THOMAS PATE, PLAINTIFF,
v.
UNITED PARCEL SERVICE, INC., AND UNITED PARCEL SERVICE, CO., DEFENDANTS.



The opinion of the court was delivered by: Leon Jordan United States District Judge

MEMORANDUM OPINION

This civil action is before the court on the defendants' motion for judgment on the pleadings [doc. 10]. The plaintiff was ordered to show cause why the defendants' motion should not be granted, and the plaintiff responded to the court's order [doc. 15]. The defendants have filed a reply brief [doc. 18]. For the reasons stated in the court's previous memorandum opinion [doc. 13], and for the reasons discussed below, the defendants' motion for judgment on the pleadings will be granted.
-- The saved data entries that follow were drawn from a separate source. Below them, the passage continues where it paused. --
use std::convert::Infallible;
use std::fmt;
use std::str::FromStr;

use serde::{Deserialize, Serialize};

use crate::error::Error;

/// Namespaced ROS type name, e.g. `geometry_msgs/msg/Pose`
#[derive(Debug, Clone, PartialEq, Eq, Hash, Serialize, Deserialize)]
#[serde(from = "String", into = "String")]
pub struct TypeName {
    pub name: String,
    /// Namespace segments, outermost first. Empty when none was declared.
    pub namespace: Vec<String>,
}

impl TypeName {
    pub fn new(name: impl Into<String>) -> Self {
        Self {
            name: name.into(),
            namespace: Vec::new(),
        }
    }

    pub fn with_namespace<I, S>(name: impl Into<String>, namespace: I) -> Self
    where
        I: IntoIterator<Item = S>,
        S: Into<String>,
    {
        Self {
            name: name.into(),
            namespace: namespace.into_iter().map(Into::into).collect(),
        }
    }

    pub fn has_namespace(&self) -> bool {
        !self.namespace.is_empty()
    }

    /// Sibling type in the same namespace, e.g. `AddTwoInts` -> `AddTwoIntsRequest`
    pub fn with_suffix(&self, suffix: &str) -> Self {
        Self {
            name: format!("{}{}", self.name, suffix),
            namespace: self.namespace.clone(),
        }
    }
}

impl fmt::Display for TypeName {
    fn fmt(&self, f: &mut fmt::Formatter<'_>) -> fmt::Result {
        for segment in &self.namespace {
            write!(f, "{}/", segment)?;
        }
        f.write_str(&self.name)
    }
}

impl FromStr for TypeName {
    type Err = Infallible;

    fn from_str(s: &str) -> Result<Self, Self::Err> {
        Ok(Self::from(s))
    }
}

impl From<&str> for TypeName {
    fn from(s: &str) -> Self {
        match s.rsplit_once('/') {
            Some((namespace, name)) => Self::with_namespace(name, namespace.split('/')),
            None => Self::new(s),
        }
    }
}

impl From<String> for TypeName {
    fn from(s: String) -> Self {
        Self::from(s.as_str())
    }
}

impl From<TypeName> for String {
    fn from(ty: TypeName) -> Self {
        ty.to_string()
    }
}

/// Array arity of a field. Encoded as `-1` (single), `0` (unbounded) or the fixed length.
#[derive(Debug, Clone, Copy, Default, PartialEq, Eq, Hash, Serialize, Deserialize)]
#[serde(try_from = "i64", into = "i64")]
pub enum ArrayType {
    #[default]
    Single,
    Unbounded,
    Fixed(usize),
}

impl TryFrom<i64> for ArrayType {
    type Error = Error;

    fn try_from(length: i64) -> Result<Self, Self::Error> {
        match length {
            -1 => Ok(Self::Single),
            0 => Ok(Self::Unbounded),
            n if n > 0 => usize::try_from(n)
                .map(Self::Fixed)
                .map_err(|_| Error::InvalidArrayLength(length)),
            _ => Err(Error::InvalidArrayLength(length)),
        }
    }
}

impl From<ArrayType> for i64 {
    fn from(array: ArrayType) -> Self {
        match array {
            ArrayType::Single => -1,
            ArrayType::Unbounded => 0,
            ArrayType::Fixed(n) => n as i64,
        }
    }
}

/// Field in a message, service or action payload
#[derive(Debug, Clone, PartialEq, Eq, Serialize, Deserialize)]
pub struct Field {
    #[serde(rename = "type")]
    pub ty: TypeName,
    pub name: String,
    /// Inline definition of an anonymous complex type
    #[serde(default, skip_serializing_if = "Vec::is_empty")]
    pub children: Vec<Field>,
    /// Literal value text for constants
    #[serde(default, skip_serializing_if = "Option::is_none")]
    pub value: Option<String>,
    #[serde(default, rename = "array_length")]
    pub array: ArrayType,
}

impl Field {
    pub fn new(ty: impl Into<TypeName>, name: impl Into<String>) -> Self {
        Self {
            ty: ty.into(),
            name: name.into(),
            children: Vec::new(),
            value: None,
            array: ArrayType::Single,
        }
    }

    pub fn constant(
        ty: impl Into<TypeName>,
        name: impl Into<String>,
        value: impl Into<String>,
    ) -> Self {
        Self {
            value: Some(value.into()),
            ..Self::new(ty, name)
        }
    }

    pub fn with_array(mut self, array: ArrayType) -> Self {
        self.array = array;
        self
    }

    pub fn with_children(mut self, children: Vec<Field>) -> Self {
        self.children = children;
        self
    }

    pub fn is_array(&self) -> bool {
        self.array != ArrayType::Single
    }

    pub fn has_fixed_length(&self) -> bool {
        matches!(self.array, ArrayType::Fixed(_))
    }

    pub fn is_constant(&self) -> bool {
        self.value.is_some()
    }

    pub fn is_variable(&self) -> bool {
        self.value.is_none()
    }

    pub fn is_complex(&self) -> bool {
        !self.children.is_empty()
    }

    /// Same field with the array arity dropped
    pub fn as_scalar(&self) -> Self {
        Self {
            array: ArrayType::Single,
            ..self.clone()
        }
    }
}

impl fmt::Display for Field {
    fn fmt(&self, f: &mut fmt::Formatter<'_>) -> fmt::Result {
        write!(f, "{}", self.ty)?;
        match self.array {
            ArrayType::Single => {}
            ArrayType::Unbounded => f.write_str("[]")?,
            ArrayType::Fixed(n) => write!(f, "[{}]", n)?,
        }
        write!(f, " {}", self.name)?;
        if let Some(value) = &self.value {
            write!(f, "={}", value)?;
        }
        Ok(())
    }
}

/// Capability shared by every schema variant: a ROS type identity
pub trait RosType {
    fn name(&self) -> &TypeName;
}

#[derive(Debug, Clone, PartialEq, Eq, Serialize, Deserialize)]
pub struct Message {
    pub name: TypeName,
    pub fields: Vec<Field>,
}

#[derive(Debug, Clone, PartialEq, Eq, Serialize, Deserialize)]
pub struct Service {
    pub name: TypeName,
    pub request: Vec<Field>,
    pub response: Vec<Field>,
}

#[derive(Debug, Clone, PartialEq, Eq, Serialize, Deserialize)]
pub struct Action {
    pub name: TypeName,
    pub goal: Vec<Field>,
    pub result: Vec<Field>,
    pub feedback: Vec<Field>,
}

impl RosType for Message {
    fn name(&self) -> &TypeName {
        &self.name
    }
}

impl RosType for Service {
    fn name(&self) -> &TypeName {
        &self.name
    }
}

impl RosType for Action {
    fn name(&self) -> &TypeName {
        &self.name
    }
}

/// One interface definition handed over by the parser
#[derive(Debug, Clone, PartialEq, Eq, Serialize, Deserialize)]
#[serde(tag = "kind", rename_all = "snake_case")]
pub enum Schema {
    Message(Message),
    Service(Service),
    Action(Action),
}

impl RosType for Schema {
    fn name(&self) -> &TypeName {
        match self {
            Schema::Message(msg) => msg.name(),
            Schema::Service(srv) => srv.name(),
            Schema::Action(action) => action.name(),
        }
    }
}

impl From<Message> for Schema {
    fn from(msg: Message) -> Self {
        Schema::Message(msg)
    }
}

impl From<Service> for Schema {
    fn from(srv: Service) -> Self {
        Schema::Service(srv)
    }
}

impl From<Action> for Schema {
    fn from(action: Action) -> Self {
        Schema::Action(action)
    }
}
When considering a motion for judgment on the pleadings under Rule 12(c) of the Federal Rules of Civil Procedure, the court must "construe the complaint in the light most favorable to the plaintiff, accept all of the complaint's factual allegations as true, and determine whether the plaintiff undoubtedly can prove no set of facts in support of the claims that would entitle relief." Grindstaff v. Green, 133 F.3d 416, 421 (6th Cir. 1998). The court may consider all exhibits to the pleadings, including any exhibits referred to in the pleadings and any matters subject to judicial notice. 5C Charles Alan Wright & Arthur R. Miller, Federal Practice and Procedure § 1371 (3d ed. 2004).

The defendants' motion for judgment on the pleadings raises the issue of judicial estoppel. To reiterate:

The doctrine of judicial estoppel bars a party from asserting a position that is contrary to one the party has asserted under oath in a prior proceeding, whether the prior court adopted the contrary position "either as a preliminary matter or as part of a final disposition." . . . [It] should be applied with caution to "avoid impinging on the truth-seeking function of the court, because the doctrine precludes a contradictory position without examining the truth of either statement."
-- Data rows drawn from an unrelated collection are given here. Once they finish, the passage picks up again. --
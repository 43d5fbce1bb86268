//! Mapping of schema fields onto Kotlin types.

use strum::{Display, EnumIter, EnumString, IntoStaticStr};

use crate::error::{Error, Result};
use crate::kotlin::{ClassName, DEFAULT_MESSAGES_PACKAGE, KotlinType};
use crate::types::{Field, TypeName};

/// Message families that always live under [`DEFAULT_MESSAGES_PACKAGE`]
pub const WELL_KNOWN_NAMESPACES: [&str; 12] = [
    "actionlib_msgs",
    "nav_msgs",
    "shape_msgs",
    "stereo_msgs",
    "diagnostic_msgs",
    "rosgraph_msgs",
    "std_msgs",
    "trajectory_msgs",
    "geometry_msgs",
    "sensor_msgs",
    "std_srvs",
    "visualization_msgs",
];

pub const MESSAGE_SEGMENT: &str = "msg";
pub const SERVICE_SEGMENT: &str = "srv";

/// ROS primitive types accepted in field and constant declarations
#[derive(Debug, Clone, Copy, PartialEq, Eq, Hash, Display, EnumString, EnumIter, IntoStaticStr)]
#[strum(serialize_all = "lowercase")]
pub enum RosPrimitive {
    Bool,
    Byte,
    Char,
    String,
    Float32,
    Float64,
    Int8,
    Uint8,
    Int16,
    Uint16,
    Int32,
    Uint32,
    Int64,
    Uint64,
}

impl RosPrimitive {
    /// Primitive named by a bare type name. Namespaced names are never primitive.
    pub fn lookup(ty: &TypeName) -> Option<Self> {
        if ty.has_namespace() {
            return None;
        }
        ty.name.parse().ok()
    }

    /// Kotlin host type. Unsigned types widen to the next signed type so that
    /// their full range fits; `uint64` shares `Long` and loses its top bit.
    pub fn kotlin_class(self) -> ClassName {
        match self {
            RosPrimitive::Bool => ClassName::boolean(),
            RosPrimitive::Byte | RosPrimitive::Int8 => ClassName::byte(),
            RosPrimitive::Char => ClassName::char(),
            RosPrimitive::String => ClassName::string(),
            RosPrimitive::Float32 => ClassName::float(),
            RosPrimitive::Float64 => ClassName::double(),
            RosPrimitive::Uint8 | RosPrimitive::Int16 => ClassName::short(),
            RosPrimitive::Uint16 => ClassName::int(),
            RosPrimitive::Int32
            | RosPrimitive::Uint32
            | RosPrimitive::Int64
            | RosPrimitive::Uint64 => ClassName::long(),
        }
    }
}

/// Whether a declared namespace names one of [`WELL_KNOWN_NAMESPACES`]
pub fn is_well_known(ty: &TypeName) -> bool {
    ty.namespace
        .iter()
        .any(|segment| WELL_KNOWN_NAMESPACES.contains(&segment.as_str()))
}

fn join_package(root: &str, segments: &[String]) -> String {
    std::iter::once(root)
        .chain(segments.iter().map(String::as_str))
        .filter(|s| !s.is_empty())
        .collect::<Vec<_>>()
        .join(".")
}

/// Resolves field types against a configurable package prefix
#[derive(Debug, Clone, Default)]
pub struct TypeResolver {
    package_prefix: String,
}

impl TypeResolver {
    pub fn new(package_prefix: impl Into<String>) -> Self {
        Self {
            package_prefix: package_prefix.into(),
        }
    }

    /// Bare names that always map to the built-in types under the prefix
    fn builtin_class(&self, ty: &TypeName) -> Option<ClassName> {
        if ty.has_namespace() {
            return None;
        }
        let (namespace, simple) = match ty.name.as_str() {
            "Header" => (["std_msgs", MESSAGE_SEGMENT], "Header"),
            "time" => (["primitive", MESSAGE_SEGMENT], "Time"),
            "duration" => (["primitive", MESSAGE_SEGMENT], "Duration"),
            _ => return None,
        };
        let namespace: Vec<String> = namespace.iter().map(|s| s.to_string()).collect();
        Some(ClassName::new(self.package_for(&namespace), simple))
    }

    /// Kotlin package for a namespace under the configured prefix
    pub fn package_for(&self, namespace: &[String]) -> String {
        join_package(&self.package_prefix, namespace)
    }

    /// Class a schema-level type name is generated as
    pub fn class_for(&self, name: &TypeName) -> ClassName {
        ClassName::new(self.package_for(&name.namespace), name.name.clone())
    }

    /// Kotlin type of `field` declared inside a schema living in `enclosing`
    pub fn resolve(&self, field: &Field, enclosing: &[String]) -> KotlinType {
        let scalar = self.resolve_scalar(&field.ty, enclosing);
        tracing::trace!("Resolved `{}` to {}", field, scalar);
        if field.is_array() {
            KotlinType::list(scalar)
        } else {
            scalar
        }
    }

    /// Kotlin type of `field` with any array arity ignored
    pub fn resolve_scalar(&self, ty: &TypeName, enclosing: &[String]) -> KotlinType {
        if let Some(builtin) = self.builtin_class(ty) {
            return builtin.to_type();
        }
        if let Some(primitive) = RosPrimitive::lookup(ty) {
            return primitive.kotlin_class().to_type();
        }
        self.complex_class(ty, enclosing).to_type()
    }

    /// Class a non-primitive reference points at
    pub fn complex_class(&self, ty: &TypeName, enclosing: &[String]) -> ClassName {
        if !ty.has_namespace() {
            let mut namespace = enclosing.to_vec();
            to_message_grouping(&mut namespace);
            return ClassName::new(self.package_for(&namespace), ty.name.clone());
        }

        let mut namespace = ty.namespace.clone();
        if is_well_known(ty) {
            if namespace.last().map(String::as_str) != Some(MESSAGE_SEGMENT) {
                namespace.push(MESSAGE_SEGMENT.to_string());
            }
            return ClassName::new(
                join_package(DEFAULT_MESSAGES_PACKAGE, &namespace),
                ty.name.clone(),
            );
        }

        to_message_grouping(&mut namespace);
        ClassName::new(self.package_for(&namespace), ty.name.clone())
    }

    /// Primitive type of a constant. Constants are never array-wrapped.
    pub fn resolve_constant(&self, field: &Field) -> Result<KotlinType> {
        if field.is_array() || field.is_complex() {
            return Err(Error::InvalidConstantShape {
                name: field.name.clone(),
            });
        }
        RosPrimitive::lookup(&field.ty)
            .map(|primitive| primitive.kotlin_class().to_type())
            .ok_or_else(|| Error::InvalidConstantType {
                name: field.name.clone(),
                ty: field.ty.clone(),
            })
    }
}

/// `srv` becomes `msg`; any other non-empty namespace gets `msg` appended.
fn to_message_grouping(namespace: &mut Vec<String>) {
    match namespace.last().map(String::as_str) {
        None | Some(MESSAGE_SEGMENT) => {}
        Some(SERVICE_SEGMENT) => {
            if let Some(last) = namespace.last_mut() {
                *last = MESSAGE_SEGMENT.to_string();
            }
        }
        Some(_) => namespace.push(MESSAGE_SEGMENT.to_string()),
    }
}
Eubanks v. CBSK Fin. Group, Inc., 385 F.3d 894, 897 (6th Cir. 2004) (quoting Teledyne Indus., Inc. v. NLRB, 911 F.2d 1214, 1218 (6th Cir. 1990)). In determining whether judicial estoppel should apply, the court should consider reasons of mistake and inadvertence, as well as an absence of bad faith. Id. at 895.

Thus, in order to make out the defense of judicial estoppel, the defendants must show that the plaintiff took a contrary position under oath in a prior proceeding and that the prior position was accepted by the court. See Teledyne, 911 F.2d at 1218. In this case, the plaintiff, with the help of an attorney, filed for Chapter 7 bankruptcy on or about March 31, 2005, and signed a declaration under penalty of perjury that he had no interest in any contingent claims.*fn1 The bankruptcy court granted the plaintiff a discharge under 11 U.S.C. § 727 on September 20, 2005, and his bankruptcy case was dismissed on December 7, 2005.*fn2

While his bankruptcy petition was pending, on July 25, 2005, the plaintiff filed a pro se complaint with the Tennessee Human Rights Commission alleging that the defendant failed to promote him because of his race (Afro-American), and because he "fraternized with a Caucasian." He was sent a right-to-sue letter on August 26, 2005, and this civil action was filed on November 17, 2005. The defendant never amended his bankruptcy petition to reflect his interest in the employment discrimination claims raised in this lawsuit.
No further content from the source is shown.